Tick ​​infestation sites

Ticks can live in all regions of the world, found in elevated areas, forested and grassy areas, and can also be found in urban settings, on beaches and coasts, and wet areas close to the ground such as the trunks of fallen trees. Branches, long twigs, and grassy areas.

Ticks are also found in gardens, fields, parks, residential areas, among wood piles, high grass areas, treetop areas, damp stone walls, litter piles and foliage, as well as bird food.

Some species of ticks, such as the brown dog tick, tend to live inside homes or kennels, and soft ticks live inside caves, rural huts and where rodents are located or burrowed, and they can live on the bodies of pets while they sleep, and there are reports of many ways to get rid of ticks. Dogs, neither species.

The most common type of tick

Here are the most common types of ticks and information about them:

  • American dog tick

This tick is brown in color, the males are spotted and the females have a white carapace. They are spread east of the Rocky Mountains, throughout the East Coast, Gulf, Pacific coast, and parts of Alaska. Adult females of this species are among the most dangerous; Because of its ability to bite in the spring and summer.

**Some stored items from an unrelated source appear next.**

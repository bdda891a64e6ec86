use async_trait::async_trait;
use reqwest::{Client, RequestBuilder, StatusCode};
use serde::de::DeserializeOwned;

use crate::{
    app_error::{AppError, AppResult},
    entities::author::Author,
    use_cases::book::AuthorDirectory,
};

/// Client for the author service. Every call carries the caller's access token.
#[derive(Clone)]
pub struct HttpAuthorDirectory {
    client: Client,
    base_url: String,
}

impl HttpAuthorDirectory {
    pub fn new(client: Client, author_base_url: &str) -> Self {
        Self {
            client,
            base_url: author_base_url.trim_end_matches('/').to_string(),
        }
    }

    async fn fetch<T: DeserializeOwned>(&self, request: RequestBuilder) -> AppResult<T> {
        let response = request
            .send()
            .await
            .map_err(|e| AppError::Upstream(format!("author service unreachable: {e}")))?;

        match response.status() {
            status if status.is_success() => response
                .json::<T>()
                .await
                .map_err(|e| AppError::Upstream(format!("author service sent bad JSON: {e}"))),
            StatusCode::NOT_FOUND => Err(AppError::NotFound),
            status => Err(AppError::Upstream(format!(
                "author service responded with {status}"
            ))),
        }
    }
}

#[async_trait]
impl AuthorDirectory for HttpAuthorDirectory {
    async fn get_by_id(&self, author_id: &str, access_token: &str) -> AppResult<Author> {
        let request = self
            .client
            .get(format!("{}/authors/getById", self.base_url))
            .query(&[("id", author_id)])
            .bearer_auth(access_token);
        self.fetch(request).await
    }

    async fn list_all(&self, access_token: &str) -> AppResult<Vec<Author>> {
        let request = self
            .client
            .get(format!("{}/authors/getAllAuthors", self.base_url))
            .bearer_auth(access_token);
        self.fetch(request).await
    }
}
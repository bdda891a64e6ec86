//! Test data factories and token helpers.
//!
//! Each factory function creates a complete, valid object with sensible defaults.
//! Use the closure parameter to override specific fields as needed.

use std::time::Duration;

use chrono::{NaiveDate, NaiveDateTime};
use secrecy::SecretString;
use uuid::Uuid;

use crate::{entities::book::Book, infra::config::AppConfig, jwt};

pub const TEST_JWT_SECRET: &str = "test-shared-secret-for-book-service";

pub fn test_secret() -> SecretString {
    SecretString::new(TEST_JWT_SECRET.into())
}

/// Access token signed with the test secret, valid for an hour.
pub fn valid_token(sub: &str) -> String {
    jwt::issue(
        sub,
        &test_secret(),
        time::Duration::hours(1),
        serde_json::Map::new(),
    )
    .unwrap()
}

/// Access token signed with the test secret that expired an hour ago.
pub fn expired_token(sub: &str) -> String {
    jwt::issue(
        sub,
        &test_secret(),
        time::Duration::hours(-1),
        serde_json::Map::new(),
    )
    .unwrap()
}

/// Access token signed with the test secret whose `nbf` is an hour away.
pub fn not_yet_valid_token(sub: &str) -> String {
    let nbf = time::OffsetDateTime::now_utc().unix_timestamp() + 3_600;
    let mut extra = serde_json::Map::new();
    extra.insert("nbf".into(), nbf.into());
    jwt::issue(sub, &test_secret(), time::Duration::hours(2), extra).unwrap()
}

pub fn test_datetime() -> NaiveDateTime {
    NaiveDate::from_ymd_opt(2024, 1, 15)
        .unwrap()
        .and_hms_opt(12, 0, 0)
        .unwrap()
}

/// Create a test book with sensible defaults.
pub fn create_test_book(overrides: impl FnOnce(&mut Book)) -> Book {
    let mut book = Book {
        id: Uuid::new_v4(),
        title: "The Left Hand of Darkness".to_string(),
        author: "author-1".to_string(),
        publish_date: NaiveDate::from_ymd_opt(1969, 3, 1).unwrap(),
        page_count: 304,
        description: Some("A diplomat on a frozen world.".to_string()),
        cover: None,
        cover_image_type: None,
        created_at: test_datetime(),
    };
    overrides(&mut book);
    book
}

pub fn test_config() -> AppConfig {
    AppConfig {
        jwt_secret: test_secret(),
        auth_base_url: "http://auth.test".to_string(),
        author_base_url: "http://authors.test".to_string(),
        books_base_url: "http://books.test".to_string(),
        database_url: "postgres://unused".to_string(),
        bind_addr: "127.0.0.1:0".parse().unwrap(),
        refresh_timeout: Duration::from_millis(500),
        jwt_leeway_secs: 0,
    }
}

Characterized by its reddish-orange color and dark black arms and legs, this tick is spread throughout the eastern United States, and the central, northern and southern regions of the United States. Such as cattle, mice and deer.

  • brown dog tick

The name of this tick refers to the color of its body, which is brown, and this species lives on the bodies of dogs and in their homes or homes where dogs are spread all over the world, and this type is famous for transmitting the Spotted Rocky Mountains fever, Q fever, rickettsial disease, etc., and to get rid of it must be sterilized Pets in homes and where dogs live.

  • American tick

It is distinguished by its black legs, and is found in California, and other western states such as Oregon, Washington, among others. They are also found in wooded and grassy areas, among fallen leaves and tree trunks, among others. It transmits many diseases, such as: Lyme disease, Borrelia miamotoi disease, Babesia disease, and Ehrlich disease.

It is a reddish brown tick similar to the American dog tick. Found in woodland and woodland areas, and in open grasslands, this species mainly transmits Colorado spotted tick fever, Q fever, and tularemia.

  • Gulf Coast ticks

Ranging in color from dark gray to bluish as well as yellowish-white, this species is found along the Atlantic coast and the Gulf of Mexico, and is capable of transmitting rickettsia to humans.